-------- TASK INPUT --------
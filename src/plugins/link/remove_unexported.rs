//! Unexported declaration removal (package link phase)
//!
//! Declarations that are neither exported nor reachable from an exported
//! declaration are dropped. Reachability matters: an unexported local base
//! class or mixin still feeds inheritance flattening, and an unexported
//! variable may still be borrowed by initializer resolution, so removal
//! keeps the transitive closure of references alive.

use std::collections::HashSet;

use anyhow::Result;
use tracing::debug;

use crate::analysis::plugin::{PackageLinkArgs, Plugin};
use crate::resolve::symbols;
use crate::schema::{ClassMember, Declaration};

pub struct RemoveUnexportedPlugin;

impl Plugin for RemoveUnexportedPlugin {
    fn name(&self) -> &str {
        "CORE - REMOVE-UNEXPORTED-DECLARATIONS"
    }

    fn package_link(&mut self, args: &mut PackageLinkArgs<'_>) -> Result<()> {
        let mut keep: HashSet<(String, String)> = HashSet::new();

        // Seed with everything any module exports.
        for module in &args.manifest.modules {
            for export in &module.exports {
                if let Some(target_module) = &export.declaration.module {
                    keep.insert((target_module.clone(), export.declaration.name.clone()));
                }
            }
        }

        // Grow to the transitive closure of references out of kept
        // declarations: superclasses, mixins, and field initializers.
        loop {
            let mut grew = false;
            for module in &args.manifest.modules {
                for declaration in &module.declarations {
                    if !keep.contains(&(module.path.clone(), declaration.name().to_string())) {
                        continue;
                    }
                    for referenced in referenced_by(declaration, &module.path, args) {
                        grew |= keep.insert(referenced);
                    }
                }
            }
            if !grew {
                break;
            }
        }

        for module in &mut args.manifest.modules {
            let before = module.declarations.len();
            let path = module.path.clone();
            module
                .declarations
                .retain(|declaration| keep.contains(&(path.clone(), declaration.name().to_string())));
            if module.declarations.len() != before {
                debug!(
                    "removed {} unexported declarations from {}",
                    before - module.declarations.len(),
                    path
                );
            }
        }
        Ok(())
    }
}

fn referenced_by(
    declaration: &Declaration,
    module_path: &str,
    args: &PackageLinkArgs<'_>,
) -> Vec<(String, String)> {
    let mut out = Vec::new();
    let Some(class_like) = declaration.as_class_like() else {
        return out;
    };

    if let Some(superclass) = class_like.superclass() {
        if let Some(target) = &superclass.module {
            out.push((target.clone(), superclass.name.clone()));
        }
    }
    for mixin in class_like.mixin_refs() {
        if let Some(target) = &mixin.module {
            out.push((target.clone(), mixin.name.clone()));
        }
    }
    for member in class_like.members() {
        let ClassMember::Field(field) = member else {
            continue;
        };
        if let Some(initializer) = &field.initializer_ref {
            let reference = symbols::resolve(
                initializer,
                module_path,
                args.context.imports_for(module_path),
            );
            if let Some(target) = reference.module {
                out.push((target, reference.name));
            }
        }
    }
    out
}

#[cfg(test)]
mod tests {
    use super::*;
    use crate::analysis::context::AnalyzerContext;
    use crate::schema::{
        ClassDeclaration, Export, ExportKind, Manifest, Module, Reference, VariableDeclaration,
    };

    fn run(manifest: &mut Manifest) {
        let mut context = AnalyzerContext::new(false, Vec::new());
        let mut plugin = RemoveUnexportedPlugin;
        let mut args = PackageLinkArgs {
            manifest,
            context: &mut context,
        };
        plugin.package_link(&mut args).unwrap();
    }

    #[test]
    fn unexported_helpers_are_removed() {
        let mut module = Module::new("src/el.js");
        module
            .declarations
            .push(Declaration::Class(ClassDeclaration::new("Public")));
        module
            .declarations
            .push(Declaration::Variable(VariableDeclaration {
                name: "internalFlag".to_string(),
                ..Default::default()
            }));
        module.exports.push(Export {
            kind: ExportKind::Js,
            name: "Public".to_string(),
            declaration: Reference::local("Public", "src/el.js"),
        });

        let mut manifest = Manifest::new(None);
        manifest.modules.push(module);
        run(&mut manifest);

        assert_eq!(manifest.modules[0].declarations.len(), 1);
        assert_eq!(manifest.modules[0].declarations[0].name(), "Public");
    }

    #[test]
    fn unexported_base_classes_survive_through_references() {
        let mut module = Module::new("src/el.js");
        let mut exported = ClassDeclaration::new("Exported");
        exported.superclass = Some(Reference::local("LocalBase", "src/el.js"));
        module.declarations.push(Declaration::Class(exported));
        module
            .declarations
            .push(Declaration::Class(ClassDeclaration::new("LocalBase")));
        module.exports.push(Export {
            kind: ExportKind::Js,
            name: "Exported".to_string(),
            declaration: Reference::local("Exported", "src/el.js"),
        });

        let mut manifest = Manifest::new(None);
        manifest.modules.push(module);
        run(&mut manifest);

        let names: Vec<&str> = manifest.modules[0]
            .declarations
            .iter()
            .map(|d| d.name())
            .collect();
        assert_eq!(names, vec!["Exported", "LocalBase"]);
    }
}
--------
**EXERCISE GOAL**
Copy out each line from the preceding entries that mentions the word "context".

**EXERCISE ANSWER**
                args.context.imports_for(module_path),
    use crate::analysis::context::AnalyzerContext;
        let mut context = AnalyzerContext::new(false, Vec::new());
            context: &mut context,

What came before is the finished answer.